Today’s Mid-Day Cyprus Roundup

Update: REJECTED!

Imagine a basketball being swatted back into Angela Merkel’s face…

A few updates on yesterday’s Cyprus bank deposit seizure story.

  • Supposedly the votes aren’t there to ratify the money grab. Which may mean that Angela Merkel and the EU will just keep twisting until the “proper” decision is arrived at.
  • “A one-time, ad hoc seizure of money isn’t a tax. It is confiscation. Or we can use a plainer word for it: theft.”
  • “The decision to expropriate Cypriot savers—even the poorest—was imposed by Germany, Holland, Finland, Austria, and Slovakia, whose only care at this stage is to assuage bail-out fatigue at home and avoid their own political crises.”
  • The Cyprus crisis as a pick-your-own-path adventure. That’s almost as retro as fiscal restraint and balanced budgets.
  • The New York Times says not to worry about Cyprus. OK, now I’m really worried.
  • The EU creditor states have at a single stroke violated the principle that insured EU bank deposits of up $100,000 will be guaranteed come what may, and in doing so they have more or less thrown Portugal under a bus.

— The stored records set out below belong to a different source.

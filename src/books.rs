pub mod domain;
pub mod dto;
pub mod factory;
pub mod repository;
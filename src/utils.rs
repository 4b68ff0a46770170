pub mod date;
pub mod ddb;
pub mod logs;
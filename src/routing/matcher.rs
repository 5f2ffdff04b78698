//! Route matcher
//!
//! Validates request paths against the compiled route pattern.

use percent_encoding::percent_decode_str;
use regex::Regex;

use super::{Operation, Route};
use crate::error::{Result, WikiError};

/// Pattern for `/<op>/<title>` paths
pub const PAGE_ROUTE_PATTERN: &str = r"^/(edit|save|view)/([a-zA-Z0-9_]+)$";

/// True if `title` is non-empty and only `[a-zA-Z0-9_]`
pub fn is_valid_title(title: &str) -> bool {
    !title.is_empty()
        && title
            .bytes()
            .all(|b| b.is_ascii_alphanumeric() || b == b'_')
}

/// Matches request paths to routes.
///
/// Built once at startup and shared read-only between requests.
#[derive(Debug, Clone)]
pub struct RouteMatcher {
    pattern: Regex,
}

impl RouteMatcher {
    pub fn new() -> Result<Self> {
        let pattern = Regex::new(PAGE_ROUTE_PATTERN)
            .map_err(|e| WikiError::Config(format!("invalid route pattern: {}", e)))?;
        Ok(Self { pattern })
    }

    /// Match a path (no query string) to a route.
    ///
    /// The path is percent-decoded first, so `/view/Front%50age` names
    /// `FrontPage`. Escapes that decode to anything outside the title class
    /// still fail to match.
    pub fn match_path(&self, path: &str) -> Result<Route> {
        let not_matched = || WikiError::RouteNotMatched(path.to_string());
        let decoded = percent_decode_str(path)
            .decode_utf8()
            .map_err(|_| not_matched())?;

        if decoded == "/" {
            return Ok(Route::Index);
        }

        let captures = self.pattern.captures(&decoded).ok_or_else(not_matched)?;
        let op = Operation::from_segment(&captures[1]).ok_or_else(not_matched)?;

        Ok(Route::Page {
            op,
            title: captures[2].to_string(),
        })
    }
}
//! Response definitions
//!
//! Represents responses to clients.

use bytes::Bytes;

/// Response status codes
#[derive(Debug, Clone, Copy, PartialEq, Eq)]
#[repr(u16)]
pub enum Status {
    Ok = 200,
    Found = 302,
    NotFound = 404,
    PayloadTooLarge = 413,
    InternalServerError = 500,
}

impl Status {
    /// Numeric HTTP status code
    pub fn code(self) -> u16 {
        self as u16
    }
}

/// A response to send to client
#[derive(Debug, Clone)]
pub struct Response {
    /// Status code
    pub status: Status,

    /// Content-Type header, if the response has a body
    pub content_type: Option<&'static str>,

    /// Location header for redirects
    pub location: Option<String>,

    /// Response body
    pub body: Bytes,
}

impl Response {
    pub const HTML: &'static str = "text/html; charset=utf-8";
    pub const TEXT: &'static str = "text/plain; charset=utf-8";

    /// Create a 200 response with an HTML document
    pub fn html(document: String) -> Self {
        Self {
            status: Status::Ok,
            content_type: Some(Self::HTML),
            location: None,
            body: Bytes::from(document),
        }
    }

    /// Create a 302 redirect
    pub fn redirect(location: impl Into<String>) -> Self {
        Self {
            status: Status::Found,
            content_type: None,
            location: Some(location.into()),
            body: Bytes::new(),
        }
    }

    /// Create a NOT_FOUND response
    pub fn not_found() -> Self {
        Self::error(Status::NotFound, "404 page not found")
    }

    /// Create a plain-text error response
    pub fn error(status: Status, message: &str) -> Self {
        Self {
            status,
            content_type: Some(Self::TEXT),
            location: None,
            body: Bytes::from(format!("{}\n", message)),
        }
    }

    /// Body as text (lossy), mostly for logs and tests
    pub fn body_text(&self) -> String {
        String::from_utf8_lossy(&self.body).into_owned()
    }
}
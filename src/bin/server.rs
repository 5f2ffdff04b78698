//! pagewiki Server Binary
//!
//! Starts the HTTP server for pagewiki.

use std::sync::Arc;

use clap::Parser;
use pagewiki::network::Server;
use pagewiki::{Config, Dispatcher, Result, WikiError};
use tracing_subscriber::{fmt, EnvFilter};

/// pagewiki Server
#[derive(Parser, Debug)]
#[command(name = "pagewiki-server")]
#[command(about = "Small wiki server with bracket links")]
#[command(version)]
struct Args {
    /// Directory holding the page files
    #[arg(short, long, default_value = "./pages")]
    pages_dir: String,

    /// Listen address (host:port)
    #[arg(short, long, default_value = "127.0.0.1:3000")]
    listen: String,

    /// Page the index route redirects to
    #[arg(short, long, default_value = "FrontPage")]
    default_title: String,

    /// Directory with view.html and edit.html (built-in templates if unset)
    #[arg(short, long)]
    templates_dir: Option<String>,

    /// Largest accepted request body in KB
    #[arg(short = 'm', long, default_value = "10240")]
    max_form_kb: usize,
}

/// Convert the `--max-form-kb` flag to bytes
fn max_form_bytes(kb: usize) -> Result<usize> {
    kb.checked_mul(1024)
        .ok_or_else(|| WikiError::Config(format!("max form size of {} KB is too large", kb)))
}

#[tokio::main]
async fn main() {
    // Initialize tracing/logging
    let filter = EnvFilter::try_from_default_env()
        .unwrap_or_else(|_| EnvFilter::new("info,pagewiki=debug"));

    fmt()
        .with_env_filter(filter)
        .with_target(true)
        .with_thread_ids(true)
        .init();

    let args = Args::parse();

    tracing::info!("pagewiki Server v{}", pagewiki::VERSION);
    tracing::info!("Pages directory: {}", args.pages_dir);
    tracing::info!("Listen address: {}", args.listen);

    let max_form_bytes = match max_form_bytes(args.max_form_kb) {
        Ok(bytes) => bytes,
        Err(e) => {
            tracing::error!("Failed to start: {}", e);
            std::process::exit(1);
        }
    };

    // Build config from args
    let mut builder = Config::builder()
        .pages_dir(&args.pages_dir)
        .listen_addr(&args.listen)
        .default_title(&args.default_title)
        .max_form_bytes(max_form_bytes);
    if let Some(dir) = &args.templates_dir {
        builder = builder.templates_dir(dir);
    }
    let config = builder.build();

    // Open pages and templates
    let dispatcher = match Dispatcher::open(config.clone()) {
        Ok(d) => Arc::new(d),
        Err(e) => {
            tracing::error!("Failed to start: {}", e);
            std::process::exit(1);
        }
    };

    tracing::info!("Dispatcher initialized successfully");

    // Start server
    let server = Server::new(config, dispatcher);
    tokio::select! {
        result = server.run() => {
            if let Err(e) = result {
                tracing::error!("Server error: {}", e);
                std::process::exit(1);
            }
        }
        _ = tokio::signal::ctrl_c() => {
            tracing::info!("Received Ctrl+C, shutting down");
        }
    }

    tracing::info!("Server stopped");
}
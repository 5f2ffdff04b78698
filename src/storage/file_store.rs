//! File Store
//!
//! One file per page under a single directory.

use std::collections::hash_map::DefaultHasher;
use std::fs;
use std::hash::{Hash, Hasher};
use std::io::{self, Write};
use std::path::{Path, PathBuf};

use bytes::Bytes;
use parking_lot::Mutex;
use tempfile::NamedTempFile;

use super::PageStore;
use crate::error::{Result, WikiError};

/// Page file storage
///
/// ## Concurrency:
/// - Saves go to a fresh temp file and are renamed over the page, so a
///   reader sees either the old or the new body, never a mix
/// - Saves to the same title are serialized by one of `LOCK_STRIPES`
///   mutexes; different titles rarely contend
/// - Loads take no lock
/// - Concurrent saves to one title: last writer wins
pub struct FileStore {
    /// Directory holding the page files
    dir: PathBuf,

    /// Striped write locks, indexed by title hash
    write_locks: Vec<Mutex<()>>,
}

impl FileStore {
    const PAGE_EXTENSION: &'static str = "txt";
    const LOCK_STRIPES: usize = 64;

    /// Open or create a store in the given directory
    pub fn open(dir: &Path) -> Result<Self> {
        fs::create_dir_all(dir)?;

        let write_locks = (0..Self::LOCK_STRIPES).map(|_| Mutex::new(())).collect();

        Ok(Self {
            dir: dir.to_path_buf(),
            write_locks,
        })
    }

    /// Get the pages directory
    pub fn dir(&self) -> &Path {
        &self.dir
    }

    /// File holding the page `title`: `{dir}/{title}.txt`
    pub fn page_path(&self, title: &str) -> PathBuf {
        self.dir.join(format!("{}.{}", title, Self::PAGE_EXTENSION))
    }

    // =========================================================================
    // Private Helpers
    // =========================================================================

    fn write_lock(&self, title: &str) -> &Mutex<()> {
        let mut hasher = DefaultHasher::new();
        title.hash(&mut hasher);
        let stripe = (hasher.finish() % Self::LOCK_STRIPES as u64) as usize;
        &self.write_locks[stripe]
    }

    /// Write to a temp file in the same directory, then rename it into place
    fn write_atomic(&self, path: &Path, body: &[u8]) -> io::Result<()> {
        let mut tmp = NamedTempFile::new_in(&self.dir)?;
        tmp.write_all(body)?;
        tmp.as_file().sync_all()?;
        tmp.persist(path).map_err(|e| e.error)?;
        Ok(())
    }
}

impl PageStore for FileStore {
    fn load(&self, title: &str) -> Result<Bytes> {
        match fs::read(self.page_path(title)) {
            Ok(body) => Ok(Bytes::from(body)),
            Err(e) if e.kind() == io::ErrorKind::NotFound => {
                Err(WikiError::PageNotFound(title.to_string()))
            }
            Err(e) => Err(WikiError::Io(e)),
        }
    }

    fn save(&self, title: &str, body: &[u8]) -> Result<()> {
        let path = self.page_path(title);
        let _guard = self.write_lock(title).lock();

        self.write_atomic(&path, body)
            .map_err(|source| WikiError::StorageWrite {
                title: title.to_string(),
                source,
            })?;

        tracing::trace!("Wrote {} bytes to {}", body.len(), path.display());
        Ok(())
    }
}
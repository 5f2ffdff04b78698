//! Network Module
//!
//! HTTP server and connection handling.
//!
//! ## Architecture
//! - Single accept loop on the tokio runtime
//! - One task per connection (hyper HTTP/1.1)
//! - Each request dispatched on the blocking pool, since page loads and
//!   saves are synchronous file I/O

mod server;
mod connection;

pub use server::Server;
pub use connection::{into_hyper_response, Connection, HyperResponse};
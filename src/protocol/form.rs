//! Form codec
//!
//! `application/x-www-form-urlencoded` helpers for save requests.
//!
//! Values decode to raw bytes: a page body may carry percent-escapes that
//! are not valid UTF-8 and must reach storage unchanged.

use bytes::Bytes;
use percent_encoding::percent_decode;
use url::form_urlencoded;

/// Content type of an HTML form submission
pub const FORM_CONTENT_TYPE: &str = "application/x-www-form-urlencoded";

/// Look up the first value of `name` in an urlencoded payload
pub fn form_value(payload: &[u8], name: &str) -> Option<Bytes> {
    payload
        .split(|&b| b == b'&')
        .filter(|pair| !pair.is_empty())
        .find_map(|pair| {
            let (key, value) = match pair.iter().position(|&b| b == b'=') {
                Some(eq) => (&pair[..eq], &pair[eq + 1..]),
                None => (pair, &pair[pair.len()..]),
            };
            (decode(key) == name.as_bytes()).then(|| Bytes::from(decode(value)))
        })
}

/// Encode key/value pairs as an urlencoded payload
pub fn encode_form(pairs: &[(&str, &str)]) -> String {
    form_urlencoded::Serializer::new(String::new())
        .extend_pairs(pairs)
        .finish()
}

/// `+` is a space; `%XX` is the byte XX
fn decode(raw: &[u8]) -> Vec<u8> {
    let spaced: Vec<u8> = raw
        .iter()
        .map(|&b| if b == b'+' { b' ' } else { b })
        .collect();
    percent_decode(&spaced).collect()
}
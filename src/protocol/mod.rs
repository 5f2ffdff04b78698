//! Protocol Module
//!
//! Transport-neutral request and response types exchanged between the
//! network layer and the dispatcher.
//!
//! ## Request
//! ```text
//! ┌──────────┬────────────────┬──────────────┬───────────────────────┐
//! │  Method  │      Path      │    Query     │ Form body (urlencoded)│
//! └──────────┴────────────────┴──────────────┴───────────────────────┘
//! ```
//!
//! ## Response
//! ```text
//! ┌──────────┬────────────────┬──────────────┬───────────────────────┐
//! │  Status  │  Content-Type  │   Location   │         Body          │
//! └──────────┴────────────────┴──────────────┴───────────────────────┘
//! ```
//!
//! ### Status Codes
//! - 200: page rendered
//! - 302: redirect (index, view miss, save success)
//! - 404: route not matched
//! - 413: request body over the configured limit
//! - 500: storage or template failure

mod request;
mod response;
mod form;

pub use request::{Method, Request};
pub use response::{Response, Status};
pub use form::{encode_form, form_value, FORM_CONTENT_TYPE};
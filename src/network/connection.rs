//! Connection Handler
//!
//! Serves HTTP/1.1 on one client connection and translates between hyper
//! messages and the dispatcher's request/response types.

use std::convert::Infallible;
use std::sync::Arc;

use http_body_util::{BodyExt, Full, LengthLimitError, Limited};
use hyper::body::{Bytes, Incoming};
use hyper::header::{CONTENT_TYPE, LOCATION};
use hyper::server::conn::http1;
use hyper::service::service_fn;
use hyper::StatusCode;
use hyper_util::rt::TokioIo;
use tokio::net::TcpStream;

use crate::dispatcher::Dispatcher;
use crate::error::{Result, WikiError};
use crate::protocol::{Method, Request, Response, Status};

/// Type alias for Hyper responses with full body
pub type HyperResponse = hyper::Response<Full<Bytes>>;

/// Handles a single client connection
pub struct Connection {
    /// Shared request dispatcher
    dispatcher: Arc<Dispatcher>,

    /// Largest accepted request body
    max_form_bytes: usize,

    /// Peer address for logging
    peer_addr: String,
}

impl Connection {
    /// Create a new connection handler
    pub fn new(dispatcher: Arc<Dispatcher>, max_form_bytes: usize, peer_addr: String) -> Self {
        Self {
            dispatcher,
            max_form_bytes,
            peer_addr,
        }
    }

    /// Serve requests until the client disconnects
    pub async fn serve(self, stream: TcpStream) {
        tracing::debug!("Connection established from {}", self.peer_addr);

        let io = TokioIo::new(stream);
        let connection = Arc::new(self);
        let handler = Arc::clone(&connection);

        let service = service_fn(move |req| {
            let handler = Arc::clone(&handler);
            async move { handler.handle(req).await }
        });

        match http1::Builder::new().serve_connection(io, service).await {
            Ok(()) => tracing::debug!("Client {} disconnected", connection.peer_addr),
            Err(e) if e.is_incomplete_message() => {
                tracing::debug!("Client {} closed mid-request", connection.peer_addr)
            }
            Err(e) => tracing::warn!("Error serving {}: {}", connection.peer_addr, e),
        }
    }

    /// Handle one HTTP request. Failures become error responses.
    pub async fn handle(&self, req: hyper::Request<Incoming>) -> std::result::Result<HyperResponse, Infallible> {
        let request = match self.read_request(req).await {
            Ok(request) => request,
            Err(e) => {
                tracing::warn!("Rejected request from {}: {}", self.peer_addr, e);
                return Ok(into_hyper_response(Response::error(e.status(), &e.to_string())));
            }
        };

        // Page I/O is blocking
        let dispatcher = Arc::clone(&self.dispatcher);
        let response = match tokio::task::spawn_blocking(move || dispatcher.dispatch(&request)).await {
            Ok(response) => response,
            Err(e) => {
                tracing::error!("Request handler for {} failed: {}", self.peer_addr, e);
                Response::error(Status::InternalServerError, "internal server error")
            }
        };

        Ok(into_hyper_response(response))
    }

    /// Collect the body (bounded) and build a dispatcher request
    async fn read_request(&self, req: hyper::Request<Incoming>) -> Result<Request> {
        let (parts, body) = req.into_parts();

        let body = Limited::new(body, self.max_form_bytes)
            .collect()
            .await
            .map_err(|e| {
                if e.is::<LengthLimitError>() {
                    WikiError::PayloadTooLarge {
                        limit: self.max_form_bytes,
                    }
                } else {
                    WikiError::Network(format!("Failed to read request body: {}", e))
                }
            })?
            .to_bytes();

        let content_type = parts
            .headers
            .get(CONTENT_TYPE)
            .and_then(|value| value.to_str().ok())
            .map(str::to_string);

        Ok(Request::new(Method::from(parts.method.as_str()), parts.uri.path())
            .with_query(parts.uri.query().map(str::to_string))
            .with_body(content_type, body))
    }

    /// Get the peer address string
    pub fn peer_addr(&self) -> &str {
        &self.peer_addr
    }
}

/// Convert a dispatcher response into a hyper response
pub fn into_hyper_response(response: Response) -> HyperResponse {
    let mut builder = hyper::Response::builder().status(response.status.code());
    if let Some(content_type) = response.content_type {
        builder = builder.header(CONTENT_TYPE, content_type);
    }
    if let Some(location) = &response.location {
        builder = builder.header(LOCATION, location.as_str());
    }

    match builder.body(Full::new(response.body)) {
        Ok(http_response) => http_response,
        Err(e) => {
            tracing::error!("Failed to build response: {}", e);
            let mut fallback = hyper::Response::new(Full::new(Bytes::from_static(
                b"internal server error\n",
            )));
            *fallback.status_mut() = StatusCode::INTERNAL_SERVER_ERROR;
            fallback
        }
    }
}

#[cfg(test)]
mod tests {
    use super::*;

    #[test]
    fn test_redirect_conversion() {
        let response = into_hyper_response(Response::redirect("/view/Home"));
        assert_eq!(response.status(), StatusCode::FOUND);
        assert_eq!(response.headers()[LOCATION], "/view/Home");
        assert!(response.headers().get(CONTENT_TYPE).is_none());
    }

    #[test]
    fn test_html_conversion() {
        let response = into_hyper_response(Response::html("<p>hi</p>".to_string()));
        assert_eq!(response.status(), StatusCode::OK);
        assert_eq!(response.headers()[CONTENT_TYPE], Response::HTML);
    }

    #[test]
    fn test_error_conversion() {
        let response = into_hyper_response(Response::error(Status::PayloadTooLarge, "too big"));
        assert_eq!(response.status(), StatusCode::PAYLOAD_TOO_LARGE);
        assert_eq!(response.headers()[CONTENT_TYPE], Response::TEXT);
    }
}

    They have demonstrated that the rhetoric of EMU solidarity is just hot air, that they will not force their own taxpayers to share a single cent of clean-up costs for the great joint venture of monetary union – in which northern banks, insurers, pension funds, and indeed governments, were complicit.

    Their refusal to pay is entirely understandable in one sense – and if I were a German taxpayer, I would not care to swallow these losses either – but then the leaders of these creditor countries can hardly expect the world to believe that they will in fact do whatever it takes to hold EMU together. Quite obviously, they will not.

    The sooner this is made clear, the better. The sooner they take the proper course of withdrawing from EMU and organise the break-up the euro in the least disruptive way, the sooner Europe can recover.